What you have to do –
Copy exactly the lines that run from the line containing "since been archived" to the end of the material below, both ends included.

Exercise material –

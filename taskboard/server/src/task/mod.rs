use chrono::{DateTime, Utc};
use serde::{Deserialize, Serialize};
use utoipa::ToSchema;

pub mod api;
pub mod repository;
pub mod request;
pub mod response;
pub mod service;

/// Lifecycle tag of a task. No transition rules are enforced.
#[derive(Debug, Default, Clone, Copy, PartialEq, Eq, Hash, Serialize, Deserialize, ToSchema)]
#[serde(rename_all = "snake_case")]
pub enum TaskStatus {
    #[default]
    New,
    InProgress,
    Done,
}

/// A task owned by a single user.
///
/// `id` is zero until the task has been persisted.
#[derive(Debug, Default, PartialEq, Clone, Eq)]
pub struct Task {
    id: u64,
    user_id: u64,
    title: String,
    description: Option<String>,
    deadline: Option<DateTime<Utc>>,
    status: TaskStatus,
}

impl Task {
    pub fn new(
        id: u64,
        user_id: u64,
        title: String,
        description: Option<String>,
        deadline: Option<DateTime<Utc>>,
        status: TaskStatus,
    ) -> Self {
        Self {
            id,
            user_id,
            title,
            description,
            deadline,
            status,
        }
    }

    /// Returns the ID of the task.
    pub fn id(&self) -> u64 {
        self.id
    }

    /// Returns the ID of the owning user.
    pub fn user_id(&self) -> u64 {
        self.user_id
    }

    pub fn title(&self) -> &str {
        &self.title
    }

    pub fn description(&self) -> Option<&str> {
        self.description.as_deref()
    }

    pub fn deadline(&self) -> Option<DateTime<Utc>> {
        self.deadline
    }

    pub fn status(&self) -> TaskStatus {
        self.status
    }

    /// Returns the task with its ID replaced.
    pub fn with_id(self, id: u64) -> Self {
        Self { id, ..self }
    }

    /// Returns the task owned by `user_id`.
    pub fn with_user_id(self, user_id: u64) -> Self {
        Self { user_id, ..self }
    }

    pub fn with_status(self, status: TaskStatus) -> Self {
        Self { status, ..self }
    }
}
use sea_orm_migration::prelude::*;

#[derive(DeriveMigrationName)]
pub struct Migration;

const DEFAULT_STATUS: &str = "new";

#[async_trait::async_trait]
impl MigrationTrait for Migration {
    async fn up(&self, manager: &SchemaManager) -> Result<(), DbErr> {
        manager
            .create_table(
                Table::create()
                    .table(Tasks::Table)
                    .if_not_exists()
                    .col(
                        ColumnDef::new(Tasks::Id)
                            .big_integer()
                            .not_null()
                            .auto_increment()
                            .primary_key(),
                    )
                    .col(ColumnDef::new(Tasks::UserId).big_integer().not_null())
                    .col(ColumnDef::new(Tasks::Title).string().not_null())
                    .col(ColumnDef::new(Tasks::Description).text().null())
                    .col(
                        ColumnDef::new(Tasks::Deadline)
                            .timestamp_with_time_zone()
                            .null(),
                    )
                    .col(
                        ColumnDef::new(Tasks::Status)
                            .string()
                            .not_null()
                            .default(DEFAULT_STATUS),
                    )
                    .col(
                        ColumnDef::new(Tasks::CreatedAt)
                            .timestamp_with_time_zone()
                            .not_null()
                            .default(Expr::current_timestamp()),
                    )
                    .col(
                        ColumnDef::new(Tasks::UpdatedAt)
                            .timestamp_with_time_zone()
                            .not_null()
                            .default(Expr::current_timestamp()),
                    )
                    .to_owned(),
            )
            .await
    }

    async fn down(&self, manager: &SchemaManager) -> Result<(), DbErr> {
        manager
            .drop_table(Table::drop().table(Tasks::Table).to_owned())
            .await
    }
}

#[derive(DeriveIden)]
enum Tasks {
    Table,
    Id,
    UserId,
    Title,
    Description,
    Deadline,
    Status,
    CreatedAt,
    UpdatedAt,
}
//! Remote call error types

use std::fmt;
use thiserror::Error;

/// Which collaborator a call went to
#[derive(Debug, Clone, Copy, PartialEq, Eq)]
pub enum RemoteCall {
    Responder,
    ConsentRecorder,
}

impl RemoteCall {
    pub fn as_str(self) -> &'static str {
        match self {
            RemoteCall::Responder => "responder",
            RemoteCall::ConsentRecorder => "consent_recorder",
        }
    }
}

impl fmt::Display for RemoteCall {
    fn fmt(&self, f: &mut fmt::Formatter<'_>) -> fmt::Result {
        f.write_str(self.as_str())
    }
}

/// The only remote error kind: transport failure, bad status or bad body
#[derive(Debug, Clone, Error)]
#[error("{call} call failed: {message}")]
pub struct RemoteCallFailure {
    pub call: RemoteCall,
    pub message: String,
    /// HTTP status, when the remote answered at all
    pub status: Option<u16>,
}

impl RemoteCallFailure {
    pub fn new(call: RemoteCall, message: impl Into<String>) -> Self {
        Self {
            call,
            message: message.into(),
            status: None,
        }
    }

    pub fn with_status(mut self, status: u16) -> Self {
        self.status = Some(status);
        self
    }

    pub fn responder(message: impl Into<String>) -> Self {
        Self::new(RemoteCall::Responder, message)
    }

    #[cfg(test)]
    pub fn consent_recorder(message: impl Into<String>) -> Self {
        Self::new(RemoteCall::ConsentRecorder, message)
    }

    pub(crate) fn from_reqwest(call: RemoteCall, err: &reqwest::Error) -> Self {
        let failure = Self::new(call, err.to_string());
        match err.status() {
            Some(status) => failure.with_status(status.as_u16()),
            None => failure,
        }
    }
}
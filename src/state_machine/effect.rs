//! Effects produced by state transitions

use crate::remote::RemoteCall;
use crate::state_machine::state::{MenuEntry, RequestTag};

/// Effects to be executed after state transition
#[derive(Debug, Clone, PartialEq, Eq)]
pub enum Effect {
    /// Ask the responder about a user message (spawns as background task)
    CallResponder { tag: RequestTag, text: String },

    /// Hand a consented message to the consent recorder (fire-and-forget)
    RecordConsent { text: String },

    /// Log a failed remote call. Never shown in the transcript.
    ReportFailure { call: RemoteCall, message: String },

    /// A reply arrived for a conversation that has since been archived
    DropStaleReply { tag: RequestTag },

    /// A second unhandled reply replaced the pending consent prompt
    ReplaceConsent { discarded: String },

    /// Header menu entry picked; entries are stubs that only log
    LogMenuSelection { entry: MenuEntry },

    /// Publish a fresh view snapshot to subscribers
    PublishView,
}

impl Effect {
    pub fn call_responder(tag: RequestTag, text: impl Into<String>) -> Self {
        Effect::CallResponder {
            tag,
            text: text.into(),
        }
    }

    pub fn responder_failure(message: impl Into<String>) -> Self {
        Effect::ReportFailure {
            call: RemoteCall::Responder,
            message: message.into(),
        }
    }

    pub fn recorder_failure(message: impl Into<String>) -> Self {
        Effect::ReportFailure {
            call: RemoteCall::ConsentRecorder,
            message: message.into(),
        }
    }
}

Exercise solution –
    /// A reply arrived for a conversation that has since been archived
    DropStaleReply { tag: RequestTag },

    /// A second unhandled reply replaced the pending consent prompt
    ReplaceConsent { discarded: String },

    /// Header menu entry picked; entries are stubs that only log
    LogMenuSelection { entry: MenuEntry },

    /// Publish a fresh view snapshot to subscribers
    PublishView,
}

impl Effect {
    pub fn call_responder(tag: RequestTag, text: impl Into<String>) -> Self {
        Effect::CallResponder {
            tag,
            text: text.into(),
        }
    }

    pub fn responder_failure(message: impl Into<String>) -> Self {
        Effect::ReportFailure {
            call: RemoteCall::Responder,
            message: message.into(),
        }
    }

    pub fn recorder_failure(message: impl Into<String>) -> Self {
        Effect::ReportFailure {
            call: RemoteCall::ConsentRecorder,
            message: message.into(),
        }
    }
}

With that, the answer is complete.